_REQUIREMENT:_
From the entries, copy every line that carries the string "body".

Stored items
-- Opening Marker --
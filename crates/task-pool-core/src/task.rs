use chrono::{DateTime, Utc};
use serde::{Deserialize, Serialize};
use serde_json::Value;
use uuid::Uuid;

use crate::{PoolError, Result, MAX_TASK_RETRY};

/// Unique identifier for a task.
pub type TaskId = Uuid;

/// Identifier of a worker, unique within one pool.
pub type WorkerId = u64;

/// How a pool's execution content string is interpreted.
#[derive(Debug, Clone, Copy, PartialEq, Eq, Serialize, Deserialize)]
#[serde(rename_all = "lowercase")]
pub enum ExecMode {
    /// The content is a path to the execution body.
    Exec,
    /// The content is inline source.
    Eval,
}

impl Default for ExecMode {
    fn default() -> Self {
        ExecMode::Exec
    }
}

/// Location of an execution body.
#[derive(Debug, Clone, PartialEq, Eq, Serialize, Deserialize)]
pub enum ExecSource {
    Path(String),
    Inline(String),
}

impl ExecSource {
    pub fn new(mode: ExecMode, content: impl Into<String>) -> Self {
        match mode {
            ExecMode::Exec => ExecSource::Path(content.into()),
            ExecMode::Eval => ExecSource::Inline(content.into()),
        }
    }

    /// The raw content string, whichever flavor the source is.
    pub fn content(&self) -> &str {
        match self {
            ExecSource::Path(content) | ExecSource::Inline(content) => content,
        }
    }
}

/// One submission to the pool, plus its retry accounting.
#[derive(Debug, Clone, Serialize, Deserialize)]
pub struct Task {
    /// Unique task identifier.
    pub id: TaskId,

    /// Caller-supplied payload, forwarded verbatim to the worker.
    pub payload: Value,

    /// Per-task execution body overriding the pool default. A task carrying
    /// one is *dynamic*.
    pub exec_override: Option<ExecSource>,

    /// When the task was submitted.
    pub created_at: DateTime<Utc>,

    retries_left: u32,
}

impl Task {
    /// Create a new task. The retry budget is clamped to `[0, MAX_TASK_RETRY]`.
    pub fn new(payload: Value, retries: u32, exec_override: Option<ExecSource>) -> Self {
        Task {
            id: Uuid::new_v4(),
            payload,
            exec_override,
            created_at: Utc::now(),
            retries_left: retries.min(MAX_TASK_RETRY),
        }
    }

    /// A dynamic task carries its own execution body.
    pub fn is_dynamic(&self) -> bool {
        self.exec_override.is_some()
    }

    pub fn retries_left(&self) -> u32 {
        self.retries_left
    }

    pub fn is_retryable(&self) -> bool {
        self.retries_left > 0
    }

    /// Consume one retry from the budget.
    pub fn decrement_retry(&mut self) -> Result<()> {
        if self.retries_left == 0 {
            return Err(PoolError::InvalidState(format!(
                "task {} has no retries left",
                self.id
            )));
        }
        self.retries_left -= 1;
        Ok(())
    }
}

/// Per-submission overrides for `Pool::send_with`.
#[derive(Debug, Clone, Default)]
pub struct TaskOptions {
    /// Retry budget for this task; the pool default applies when absent.
    pub retry: Option<u32>,

    /// Execution body overriding the pool default.
    pub exec: Option<ExecSource>,
}

#[cfg(test)]
mod tests {
    use super::*;
    use serde_json::json;

    #[test]
    fn test_task_creation() {
        let task = Task::new(json!({"n": 1}), 2, None);

        assert_eq!(task.payload, json!({"n": 1}));
        assert_eq!(task.retries_left(), 2);
        assert!(task.is_retryable());
        assert!(!task.is_dynamic());
    }

    #[test]
    fn test_retry_budget_clamped() {
        let task = Task::new(json!(null), 99, None);
        assert_eq!(task.retries_left(), MAX_TASK_RETRY);
    }

    #[test]
    fn test_decrement_retry() {
        let mut task = Task::new(json!(null), 1, None);

        task.decrement_retry().unwrap();
        assert_eq!(task.retries_left(), 0);
        assert!(!task.is_retryable());

        let result = task.decrement_retry();
        assert!(matches!(result, Err(PoolError::InvalidState(_))));
        assert_eq!(task.retries_left(), 0);
    }

    #[test]
    fn test_dynamic_task() {
        let source = ExecSource::Inline("double".to_string());
        let task = Task::new(json!(2), 0, Some(source.clone()));

        assert!(task.is_dynamic());
        assert_eq!(task.exec_override, Some(source));
    }

    #[test]
    fn test_exec_source_from_mode() {
        let path = ExecSource::new(ExecMode::Exec, "bodies/echo");
        assert_eq!(path, ExecSource::Path("bodies/echo".to_string()));

        let inline = ExecSource::new(ExecMode::Eval, "echo");
        assert_eq!(inline, ExecSource::Inline("echo".to_string()));
        assert_eq!(inline.content(), "echo");
    }
}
-- Closing Marker --
_WRITTEN RESPONSE:_
    /// The content is a path to the execution body.
/// Location of an execution body.
    /// Per-task execution body overriding the pool default. A task carrying
    /// A dynamic task carries its own execution body.
    /// Execution body overriding the pool default.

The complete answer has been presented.